When Israel was founded by the UN in 1948, specific borders were set partitioning the state of Palestine. In response to the Holocaust and the long history of anti-Semitic violence, the international community deemed it necessary to form a Jewish state.
The UN allocated the then newly-found country take about half of the land that, before 1948, belonged to Palestine. A day after Israel was declared a country, many of their Middle Eastern neighbors declared war and refused to recognize the Jewish controlled country. Israel had a total of four wars with surrounding Arab countries, and a relative peace was only found in the mid 1970s.
As time went on, Israel gradually gained more land while Palestine was continually losing land. Today Israel controls about three fourths of the land originally belonging to Palestine; almost 50% more than the amount originally given by the UN.
Though peace treaties with both Egypt and Jordan have been signed, permanent borders between Israel and Palestine have still not been drawn due to conflict between the two countries. There have been peace talks between the Jewish homeland and the predominately Muslim Palestine, but the calm has never really lasted.
Hamas, a fundamentalist far right group, currently has control over Palestine. Meanwhile, Israel is controlled by Benjamin Netanyahu, the prime minister, and his political coalition, which US Secretary of State John Kerry called, “the most right-wing in Israel history with an agenda driven by the most extreme elements.”
When the UN passed its resolution, Netanyahu took action. He sent the ambassadors from Senegal and New Zealand, sponsors of the resolution, home. He also recalled the Israeli ambassadors from all the countries that voted in favor of the resolution. The Ukrainian prime minister’s visit was cancelled, and so was the visit from UK prime minister Theresa May.

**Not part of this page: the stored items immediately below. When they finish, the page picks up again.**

//! In-memory filesystem adapter for testing and dry runs.

use std::{
    collections::{BTreeMap, HashMap, HashSet},
    path::{Path, PathBuf},
    sync::{Arc, RwLock},
};

use taskforge_core::{
    application::{ApplicationError, ports::Filesystem},
    error::ForgeResult,
};

/// In-memory filesystem.
///
/// Backs `taskforge generate --dry-run`: nothing touches the disk, and the
/// files that would have been written can be listed afterwards.
#[derive(Debug, Clone)]
pub struct MemoryFilesystem {
    inner: Arc<RwLock<MemoryFilesystemInner>>,
}

#[derive(Debug, Default)]
struct MemoryFilesystemInner {
    files: HashMap<PathBuf, String>,
    directories: HashSet<PathBuf>,
    links: BTreeMap<PathBuf, PathBuf>,
}

impl MemoryFilesystem {
    /// Create a new empty memory filesystem.
    pub fn new() -> Self {
        Self {
            inner: Arc::new(RwLock::new(MemoryFilesystemInner::default())),
        }
    }

    /// Seed a file, creating its parent directories.
    pub fn insert(&self, path: impl Into<PathBuf>, content: impl Into<String>) -> ForgeResult<()> {
        let path = path.into();
        if let Some(parent) = path.parent() {
            self.create_dir_all(parent)?;
        }
        self.write_file(&path, &content.into())
    }

    /// A file's content, if present.
    pub fn content(&self, path: &Path) -> Option<String> {
        let inner = self.inner.read().ok()?;
        inner.files.get(path).cloned()
    }

    /// All files, sorted.
    pub fn list_files(&self) -> Vec<PathBuf> {
        let Ok(inner) = self.inner.read() else {
            return Vec::new();
        };
        let mut files: Vec<PathBuf> = inner.files.keys().cloned().collect();
        files.sort();
        files
    }

    /// All links as `(link, target)`, sorted by link.
    pub fn list_links(&self) -> Vec<(PathBuf, PathBuf)> {
        let Ok(inner) = self.inner.read() else {
            return Vec::new();
        };
        inner
            .links
            .iter()
            .map(|(link, target)| (link.clone(), target.clone()))
            .collect()
    }
}

impl Default for MemoryFilesystem {
    fn default() -> Self {
        Self::new()
    }
}

impl Filesystem for MemoryFilesystem {
    fn create_dir_all(&self, path: &Path) -> ForgeResult<()> {
        let mut inner = self
            .inner
            .write()
            .map_err(|_| ApplicationError::StoreLockError)?;

        let mut current = PathBuf::new();
        for component in path.components() {
            current.push(component);
            inner.directories.insert(current.clone());
        }

        Ok(())
    }

    fn write_file(&self, path: &Path, content: &str) -> ForgeResult<()> {
        let mut inner = self
            .inner
            .write()
            .map_err(|_| ApplicationError::StoreLockError)?;

        if let Some(parent) = path.parent() {
            if !parent.as_os_str().is_empty() && !inner.directories.contains(parent) {
                return Err(ApplicationError::FilesystemError {
                    path: path.to_path_buf(),
                    reason: "Parent directory does not exist".into(),
                }
                .into());
            }
        }

        inner.files.insert(path.to_path_buf(), content.to_string());
        Ok(())
    }

    fn read_file(&self, path: &Path) -> ForgeResult<String> {
        let inner = self
            .inner
            .read()
            .map_err(|_| ApplicationError::StoreLockError)?;
        let resolved = inner.links.get(path).map_or(path, PathBuf::as_path);
        inner.files.get(resolved).cloned().ok_or_else(|| {
            ApplicationError::FilesystemError {
                path: path.to_path_buf(),
                reason: "No such file".into(),
            }
            .into()
        })
    }

    fn exists(&self, path: &Path) -> bool {
        let Ok(inner) = self.inner.read() else {
            return false;
        };
        inner.files.contains_key(path)
            || inner.directories.contains(path)
            || inner.links.contains_key(path)
    }

    fn symlink(&self, target: &Path, link: &Path) -> ForgeResult<()> {
        let mut inner = self
            .inner
            .write()
            .map_err(|_| ApplicationError::StoreLockError)?;
        inner.links.insert(link.to_path_buf(), target.to_path_buf());
        Ok(())
    }
}

#[cfg(test)]
mod tests {
    use super::*;

    #[test]
    fn writing_requires_the_parent_directory() {
        let fs = MemoryFilesystem::new();
        assert!(fs.write_file(Path::new("/p/tasks/Task.hpp"), "").is_err());

        fs.create_dir_all(Path::new("/p/tasks")).unwrap();
        fs.write_file(Path::new("/p/tasks/Task.hpp"), "x").unwrap();
        assert!(fs.exists(Path::new("/p")));
        assert_eq!(fs.list_files(), [PathBuf::from("/p/tasks/Task.hpp")]);
    }

    #[test]
    fn links_resolve_on_read() {
        let fs = MemoryFilesystem::new();
        fs.insert("/p/tasks/Task.hpp", "class Task;").unwrap();
        fs.symlink(Path::new("/p/tasks/Task.hpp"), Path::new("/p/.orogen/demo/Task.hpp"))
            .unwrap();

        assert!(fs.exists(Path::new("/p/.orogen/demo/Task.hpp")));
        assert_eq!(
            fs.read_file(Path::new("/p/.orogen/demo/Task.hpp")).unwrap(),
            "class Task;"
        );
        assert_eq!(fs.list_links().len(), 1);
    }
}
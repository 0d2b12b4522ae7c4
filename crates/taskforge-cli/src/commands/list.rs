//! Implementation of the `taskforge list` command.

use serde_json::json;

use taskforge_adapters::DirectoryTaskLibrarySource;
use taskforge_core::{application::ports::TaskLibrarySource, domain::TaskContext};

use crate::{
    cli::{ListArgs, ListFormat, ListTarget},
    config::AppConfig,
    error::CliResult,
    output::OutputManager,
};

pub fn execute(args: ListArgs, config: AppConfig, output: OutputManager) -> CliResult<()> {
    let search = super::search_paths(&args.search, &config);
    let format = if output.is_json() {
        ListFormat::Json
    } else {
        args.format
    };

    match args.what {
        ListTarget::Typekits => {
            let names = super::importer(&search).available()?;
            print_names("Available typekits:", &names, format, &output)
        }
        ListTarget::Libraries => {
            let names =
                DirectoryTaskLibrarySource::new(search.task_library_paths.clone()).available()?;
            print_names("Available task libraries:", &names, format, &output)
        }
        ListTarget::Tasks { project } => {
            let project = super::load_project(&project, &search)?;
            let tasks: Vec<&TaskContext> = project.tasks().iter().map(AsRef::as_ref).collect();
            match format {
                ListFormat::Table => {
                    output.header(&format!("Tasks of '{}':", project.name()))?;
                    for task in tasks {
                        output.print(&task_row(task))?;
                    }
                }
                ListFormat::List => {
                    for task in tasks {
                        output.data(task.name())?;
                    }
                }
                ListFormat::Json => {
                    let value = tasks.into_iter().map(task_json).collect::<Vec<_>>();
                    output.json(&serde_json::Value::Array(value))?;
                }
            }
            Ok(())
        }
    }
}

fn print_names(
    header: &str,
    names: &[String],
    format: ListFormat,
    output: &OutputManager,
) -> CliResult<()> {
    match format {
        ListFormat::Table => {
            output.header(header)?;
            if names.is_empty() {
                output.detail("none found, check the search paths")?;
            }
            for name in names {
                output.print(&format!("  {name}"))?;
            }
        }
        ListFormat::List => {
            for name in names {
                output.data(name)?;
            }
        }
        ListFormat::Json => output.json(&json!(names))?,
    }
    Ok(())
}

fn task_row(task: &TaskContext) -> String {
    let origin = if task.is_external() { " (imported)" } else { "" };
    format!(
        "  {}{} : {}  [{} ports, {} properties, {} operations]",
        task.name(),
        origin,
        task.superclass().name(),
        task.ports().len(),
        task.properties().len(),
        task.operations().len()
    )
}

fn task_json(task: &TaskContext) -> serde_json::Value {
    json!({
        "name": task.name(),
        "superclass": task.superclass().name(),
        "imported": task.is_external(),
        "doc": task.doc(),
        "needs_configuration": task.needs_configuration(),
        "ports": task.ports().iter().map(|p| json!({
            "name": p.name,
            "direction": p.direction.to_string(),
            "type": p.type_ref.as_ref().map(|t| t.name.as_str()),
        })).collect::<Vec<_>>(),
        "properties": task.properties().iter().map(|p| p.name.as_str()).collect::<Vec<_>>(),
        "operations": task.operations().iter().map(|o| o.name.as_str()).collect::<Vec<_>>(),
    })
}
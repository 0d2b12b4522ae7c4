//! Template identifiers and the variable bindings they are rendered with.
//!
//! ```text
//! TemplateId ──► TemplateRenderer (port) ──► text
//!                      ▲
//! RenderContext ───────┘   {{TASK_BASENAME}} -> "Driver"
//! ```
//!
//! The generator pre-renders every list (member declarations, hook bodies,
//! method definitions) into plain strings, so templates only need flat
//! `{{VARIABLE}}` substitution.

use std::collections::BTreeMap;
use std::fmt;
use std::ops::Range;
use std::str::FromStr;

use crate::domain::error::DomainError;

/// The four templates making up a generated task.
#[derive(Debug, Clone, Copy, PartialEq, Eq, Hash, PartialOrd, Ord)]
pub enum TemplateId {
    TaskBaseHeader,
    TaskBaseSource,
    TaskHeader,
    TaskSource,
}

impl TemplateId {
    pub const ALL: [TemplateId; 4] = [
        Self::TaskBaseHeader,
        Self::TaskBaseSource,
        Self::TaskHeader,
        Self::TaskSource,
    ];

    /// File name of the template, also used for override lookup.
    pub const fn file_name(&self) -> &'static str {
        match self {
            Self::TaskBaseHeader => "TaskBase.hpp",
            Self::TaskBaseSource => "TaskBase.cpp",
            Self::TaskHeader => "Task.hpp",
            Self::TaskSource => "Task.cpp",
        }
    }

    /// Base templates are regenerated on every run.
    pub const fn is_base(&self) -> bool {
        matches!(self, Self::TaskBaseHeader | Self::TaskBaseSource)
    }
}

impl fmt::Display for TemplateId {
    fn fmt(&self, f: &mut fmt::Formatter<'_>) -> fmt::Result {
        f.write_str(self.file_name())
    }
}

impl FromStr for TemplateId {
    type Err = DomainError;

    fn from_str(s: &str) -> Result<Self, Self::Err> {
        Self::ALL
            .into_iter()
            .find(|id| id.file_name() == s)
            .ok_or_else(|| DomainError::InvalidName {
                name: s.to_string(),
                reason: "not a task template name".into(),
            })
    }
}

/// Part of a rendered template.
#[derive(Debug, Clone, Copy, PartialEq, Eq)]
pub enum Segment<'a> {
    /// Literal template text, unbound placeholders included.
    Text(&'a str),
    /// The value bound to a placeholder.
    Value(&'a str),
}

impl<'a> Segment<'a> {
    pub fn as_str(&self) -> &'a str {
        match *self {
            Self::Text(text) | Self::Value(text) => text,
        }
    }
}

/// Variable bindings for one render.
#[derive(Debug, Clone, Default)]
pub struct RenderContext {
    variables: BTreeMap<String, String>,
}

impl RenderContext {
    /// Starts with `PROJECT_NAME` and `PROJECT_NAME_UPPER`.
    pub fn new(project_name: impl Into<String>) -> Self {
        let name = project_name.into();
        Self::default()
            .with_variable("PROJECT_NAME_UPPER", to_upper_snake_case(&name))
            .with_variable("PROJECT_NAME", name)
    }

    pub fn with_variable(mut self, key: impl Into<String>, value: impl Into<String>) -> Self {
        self.set(key, value);
        self
    }

    pub fn set(&mut self, key: impl Into<String>, value: impl Into<String>) {
        self.variables.insert(key.into(), value.into());
    }

    pub fn get(&self, key: &str) -> Option<&str> {
        self.variables.get(key).map(String::as_str)
    }

    /// Substitute every bound `{{VARIABLE}}` in one pass. Unbound
    /// placeholders and substituted text are left untouched.
    pub fn render(&self, template: &str) -> String {
        self.segments(template).map(|segment| segment.as_str()).collect()
    }

    /// `template` split into its literal text and the bound values that
    /// replace its placeholders, in order.
    pub fn segments<'s>(&'s self, template: &'s str) -> impl Iterator<Item = Segment<'s>> {
        let mut pieces = Vec::new();
        let mut copied = 0;
        for (range, key) in placeholders(template) {
            if let Some(value) = self.get(key) {
                pieces.push(Segment::Text(&template[copied..range.start]));
                pieces.push(Segment::Value(value));
                copied = range.end;
            }
        }
        pieces.push(Segment::Text(&template[copied..]));
        pieces.into_iter().filter(|piece| !piece.as_str().is_empty())
    }

    /// Placeholders of `template` that have no binding.
    pub fn unbound<'t>(&self, template: &'t str) -> Vec<&'t str> {
        placeholders(template)
            .filter(|(_, key)| !self.variables.contains_key(*key))
            .map(|(_, key)| key)
            .collect()
    }
}

/// `{{KEY}}` occurrences with their byte range. Keys are upper-case
/// identifiers, so `{{ other }}` is plain text.
fn placeholders(template: &str) -> impl Iterator<Item = (Range<usize>, &str)> {
    let mut offset = 0;
    std::iter::from_fn(move || {
        loop {
            let start = offset + template[offset..].find("{{")?;
            let key_start = start + 2;
            let key_len = template[key_start..].find("}}")?;
            let key = &template[key_start..key_start + key_len];
            let end = key_start + key_len + 2;
            let is_key = !key.is_empty()
                && key
                    .chars()
                    .all(|c| c.is_ascii_uppercase() || c.is_ascii_digit() || c == '_');
            if is_key {
                offset = end;
                return Some((start..end, key));
            }
            offset = key_start;
        }
    })
}

/// `laserDriver`, `LaserDriver` or `demo::Laser` to `LASER_DRIVER`,
/// `LASER_DRIVER`, `DEMO_LASER`. Acronyms stay together: `HTTPServer` gives
/// `HTTP_SERVER`.
pub fn to_upper_snake_case(name: &str) -> String {
    let chars: Vec<char> = name.chars().collect();
    let mut out = String::with_capacity(name.len() + 4);
    for (i, &c) in chars.iter().enumerate() {
        if !c.is_alphanumeric() {
            if !out.is_empty() && !out.ends_with('_') {
                out.push('_');
            }
            continue;
        }
        let prev = i.checked_sub(1).map(|p| chars[p]);
        let next = chars.get(i + 1).copied();
        let word_start = c.is_uppercase()
            && prev.is_some_and(|p| {
                p.is_lowercase()
                    || p.is_ascii_digit()
                    || (p.is_uppercase() && next.is_some_and(char::is_lowercase))
            });
        if word_start && !out.ends_with('_') {
            out.push('_');
        }
        out.extend(c.to_uppercase());
    }
    while out.ends_with('_') {
        out.pop();
    }
    out
}
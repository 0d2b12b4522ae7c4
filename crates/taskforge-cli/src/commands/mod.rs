//! Command handlers.
//!
//! Each handler translates parsed arguments into calls on the core services
//! and renders the result. The helpers below wire the on-disk adapters
//! together the same way for every command.

pub mod completions;
pub mod config;
pub mod deps;
pub mod generate;
pub mod init;
pub mod list;
pub mod typelist;

use std::path::{Path, PathBuf};
use std::sync::Arc;

use tracing::debug;

use taskforge_adapters::{
    DirectoryTaskLibrarySource, DirectoryTypekitSource, ManifestPackageResolver,
    XmlDescriptorParser, read_project,
};
use taskforge_core::{
    application::{ProjectLoader, TypekitImporter},
    domain::{ProjectModel, TaskContext},
};

use crate::{
    cli::SearchArgs,
    config::{AppConfig, SearchConfig},
    error::{CliError, CliResult},
};

/// Command-line directories first, then the configured ones.
pub(crate) fn search_paths(args: &SearchArgs, config: &AppConfig) -> SearchConfig {
    fn merge(first: &[PathBuf], then: &[PathBuf]) -> Vec<PathBuf> {
        let mut paths = first.to_vec();
        for path in then {
            if !paths.contains(path) {
                paths.push(path.clone());
            }
        }
        paths
    }

    SearchConfig {
        typekit_paths: merge(&args.typekit_paths, &config.search.typekit_paths),
        task_library_paths: merge(&args.task_library_paths, &config.search.task_library_paths),
        package_paths: merge(&args.package_paths, &config.search.package_paths),
    }
}

pub(crate) fn importer(search: &SearchConfig) -> Arc<TypekitImporter> {
    Arc::new(TypekitImporter::new(
        Box::new(DirectoryTypekitSource::new(search.typekit_paths.clone())),
        Box::new(XmlDescriptorParser::new()),
        Box::new(ManifestPackageResolver::new(search.package_paths.clone())),
    ))
}

pub(crate) fn loader(search: &SearchConfig) -> ProjectLoader {
    ProjectLoader::new(
        importer(search),
        Box::new(DirectoryTaskLibrarySource::new(
            search.task_library_paths.clone(),
        )),
    )
}

/// Read a project file and load everything it imports.
pub(crate) fn load_project(path: &Path, search: &SearchConfig) -> CliResult<ProjectModel> {
    if !path.is_file() {
        return Err(CliError::ProjectFileNotFound {
            path: path.to_path_buf(),
        });
    }
    let decl = read_project(path)?;
    debug!(
        project = %decl.name,
        tasks = decl.tasks.len(),
        typekits = ?decl.using_typekit,
        task_libraries = ?decl.using_task_library,
        "Project file read"
    );
    Ok(loader(search).load(&decl)?)
}

/// Directory a project's generated tree goes to by default.
pub(crate) fn project_dir(project_file: &Path) -> PathBuf {
    match project_file.parent() {
        Some(parent) if !parent.as_os_str().is_empty() => parent.to_path_buf(),
        _ => PathBuf::from("."),
    }
}

/// The project's own tasks, or the named ones.
///
/// Names may be given with or without the project prefix.
pub(crate) fn select_tasks(
    project: &ProjectModel,
    names: &[String],
) -> CliResult<Vec<Arc<TaskContext>>> {
    if names.is_empty() {
        return Ok(project.self_tasks().cloned().collect());
    }
    names
        .iter()
        .map(|name| {
            project
                .find_local_task(name)
                .ok_or_else(|| CliError::TaskNotFound {
                    name: name.clone(),
                    project: project.name().to_string(),
                    available: project.self_tasks().map(|t| t.name().to_string()).collect(),
                })
        })
        .collect()
}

Netanyahu was particularly upset at president Barack Obama. Normally, when a vote on Israeli settlements comes up in the UN, the United States uses its veto power – as a founding member of the UN, the US can veto and stop any vote – and vetoes in Israel’s favor.
This time, rather than stop the vote, the United States abstained from the process. It was this action that led to Netanyahu calling Barack Obama, who just increased the annual Israel aid budget to $38 billion, anti-Israel.